J’ai découvert qu’il ne suffisait pas de prendre des terres pour des colonies, mais qu’à cela se rajoutait la mainmise sur de grandes zones attenantes où les palestiniens ne sont plus maîtres de l’exploitation de leurs terres, sorte de zone tampon de « sécurité » pour les colonies. Zones entièrement contrôlées par Israël, zones d’annexion en puissance, barrières invisibles mais néanmoins réelles qui n’apparaissent pas sur les cartes. J’ai vu chez les palestiniens l’attachement à leur terre, à leurs arbres, à la terre de leurs ancêtres. J’ai vu beaucoup de souffrance, et aussi beaucoup de force et de dignité.

Mais face à une telle pression d’Israël pour s’accaparer constamment des terres, je m’interroge sur la nature et l’ampleur du soutien à apporter à la résistance palestinienne. Ils n’ont pas tous les mêmes moyens de résister... « La tente des nations » est un exemple de lieu fort de résistance qui pour l’instant a les moyens de résister grâce aux actes de propriété qu’ils possèdent, famille qui de plus a recherché un appui international.

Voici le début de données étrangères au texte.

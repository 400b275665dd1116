//! Project initialization command

use std::fs;
use std::path::Path;

use anyhow::{Context, Result};
use clap::Args;
use colored::Colorize;

/// Initialize a new project
#[derive(Args, Debug)]
pub struct InitCommand {
    /// Project name / directory
    #[arg(default_value = ".")]
    pub name: String,

    /// Runtime preset (node, nodeless)
    #[arg(short, long, default_value = "node")]
    pub preset: String,

    /// Overwrite an existing bundleplan.toml
    #[arg(long)]
    pub force: bool,
}

impl InitCommand {
    pub async fn execute(&self) -> Result<()> {
        let project_dir = Path::new(&self.name);

        eprintln!(
            "{} Initializing new {} server project...\n",
            "→".blue(),
            self.preset.cyan()
        );

        // Create project directory if needed
        if self.name != "." {
            fs::create_dir_all(project_dir).context("Failed to create project directory")?;
        }

        let config_path = project_dir.join("bundleplan.toml");
        if config_path.exists() && !self.force {
            anyhow::bail!(
                "{} already exists; use --force to overwrite it",
                config_path.display()
            );
        }

        fs::write(&config_path, self.generate_config())
            .context("Failed to write bundleplan.toml")?;
        eprintln!("  {} Created {}", "✓".green(), "bundleplan.toml".cyan());

        let handler = project_dir.join("src/api/hello.ts");
        if !handler.exists() {
            fs::create_dir_all(project_dir.join("src/api"))?;
            fs::write(&handler, HELLO_HANDLER).context("Failed to write src/api/hello.ts")?;
            eprintln!("  {} Created {}", "✓".green(), "src/api/hello.ts".cyan());
        }

        eprintln!(
            "\n{} Project initialized successfully!\n",
            "✓".green().bold()
        );

        eprintln!("  Next steps:");
        if self.name != "." {
            eprintln!("    {} cd {}", "→".dimmed(), self.name.cyan());
        }
        eprintln!("    {} bundleplan plan", "→".dimmed());
        eprintln!();

        Ok(())
    }

    fn generate_config(&self) -> String {
        format!(
r#"# bundleplan configuration

plugins = []

[project]
name = "{name}"
src_dir = "src"
build_dir = ".build"
runtime_dir = "runtime"
entry = "runtime/entries/node.mjs"
preset = "{preset}"
node = {node}

[output]
server_dir = ".output/server"
ext = "mjs"

[scan]
api_dir = "api"
routes_dir = "routes"

[externals]
trace = true
inline = []
external = []
"#,
            name = if self.name == "." { "my-server" } else { &self.name },
            preset = self.preset,
            node = self.preset != "nodeless",
        )
    }
}

const HELLO_HANDLER: &str = r#"export default () => ({ hello: 'world' })
"#;

#[cfg(test)]
mod tests {
    use super::*;
    use crate::config::Config;

    #[test]
    fn test_generated_config_parses() {
        let cmd = InitCommand {
            name: "api".to_string(),
            preset: "nodeless".to_string(),
            force: false,
        };
        let config = Config::from_toml(&cmd.generate_config(), "/proj".into()).unwrap();

        assert_eq!(config.project.name, "api");
        assert!(!config.project.node);
        assert_eq!(config.project.src_dir, "src");
    }
}
use self::alias::{AliasEntry, AliasTable};
use self::chunk::{ChunkNamer, CHUNKS_DIR};
use self::env::BuildEnv;
use self::externals::{ExternalsOptions, ExternalsTracer, NoExternalsGuard};
use self::handlers::{handlers_module, ServerHandler};
use self::preset::EnvPreset;
use self::roots::Roots;
use self::virtual_fs::{plugins_module, polyfill_module, VirtualOverlay, VirtualOverlayBuilder, HANDLERS_ID, PLUGINS_ID, POLYFILL_ID};

/// Files in the server build output that are never inlined by dynamic require
const DYNAMIC_REQUIRE_IGNORE: [&str; 5] = [
    "client.manifest.mjs",
    "server.js",
    "server.cjs",
    "server.mjs",
    "server.manifest.mjs",
];

/// Polyfill added when source maps are enabled
const SOURCE_MAP_SUPPORT: &str = "source-map-support/register.js";

/// Inline prefixes every traced build starts from
const INLINE_PREFIXES: [&str; 6] = ["#", "~", "@/", "~~", "@@/", "virtual:"];

/// A stage the host runs, in plan order
#[derive(Debug, Clone, PartialEq, Serialize)]
pub struct StageDescriptor {
    pub name: String,
    /// Executed by the planner's own pipeline
    pub core: bool,
    #[serde(skip_serializing_if = "Value::is_null")]
    pub options: Value,
}

impl StageDescriptor {
    fn core(name: &str, options: Value) -> Self {
        Self {
            name: name.to_string(),
            core: true,
            options,
        }
    }

    fn host(name: &str, options: Value) -> Self {
        Self {
            name: name.to_string(),
            core: false,
            options,
        }
    }
}

/// Output options of the server bundle
#[derive(Debug, Clone, PartialEq, Eq, Serialize)]
pub struct OutputPlan {
    pub dir: String,
    pub entry_file_names: String,
    /// Per-group chunk templates, `chunks/<group>/[name].<ext>`
    pub chunk_file_names: String,
    pub format: String,
    pub exports: String,
    pub inline_dynamic_imports: bool,
    pub prefer_const: bool,
    pub sourcemap: bool,
    pub sourcemap_exclude_sources: bool,
    pub minify: bool,
}

/// How imports are split between bundle and runtime
#[derive(Debug, Clone, PartialEq, Eq, Serialize)]
#[serde(rename_all = "lowercase")]
pub enum ExternalsMode {
    /// Packages are mapped back to their names and traced
    Traced,
    /// Externals are imported by resolved path
    Untraced,
    /// Everything is bundled; unresolvable imports are fatal
    Disabled,
}

#[derive(Debug, Clone, PartialEq, Eq, Serialize)]
pub struct ExternalsPlan {
    pub mode: ExternalsMode,
    pub inline: Vec<String>,
    pub external: Vec<String>,
    pub module_directories: Vec<String>,
    pub export_conditions: Vec<String>,
}

/// Everything the host needs to run the server build
#[derive(Debug, Clone, PartialEq, Serialize)]
pub struct BuildPlan {
    pub name: String,
    pub input: String,
    pub roots: Roots,
    pub output: OutputPlan,
    pub externals: ExternalsPlan,
    pub stages: Vec<StageDescriptor>,
    pub aliases: Vec<AliasEntry>,
    pub virtual_modules: BTreeSet<String>,
    /// Plugin loader bindings, binding -> plugin path
    pub plugins: BTreeMap<String, String>,
    pub handlers: Vec<ServerHandler>,
    pub build_env: Map<String, Value>,
    pub replacements: BTreeMap<String, String>,
    pub inject: BTreeMap<String, InjectSpec>,
    pub polyfill: Vec<String>,
    pub runtime_external: Vec<String>,
    pub module_side_effects: Vec<String>,
    pub warnings: Vec<PlanWarning>,
}

impl BuildPlan {
    /// Names of the stages, in execution order
    pub fn stage_names(&self) -> Vec<&str> {
        self.stages.iter().map(|s| s.name.as_str()).collect()
    }
}

/// A plan and the pipeline that serves it
pub struct AssembledPlan {
    pub plan: BuildPlan,
    pub pipeline: Arc<Pipeline>,
}

/// Assembles the build plan for one project
pub struct PlanAssembler {
    config: Config,
}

Le village de Yanoun de part son histoire a l’appui depuis huit ans d’une organisation internationale qui assure la présence de volontaires, d’autres villages sont dans des situations identiques et demandent une aide similaire (est-cela ou d’autres formes d’actions à inventer ?..) . J’ai aussi rencontré des activistes qui sont peu nombreux et isolés pour défendre leurs terres , pour faire des contre projets, notamment dans le site de Wadi Qana (commune de Deir Istya) où Israël veut faire une réserve naturelle.

Si notre présence apporte un peu de baume au cœur dans cette barbarie qu’ils vivent, vivre avec eux c’est une grande leçon d’humanité et beaucoup de chaleur humaine que l’on reçoit.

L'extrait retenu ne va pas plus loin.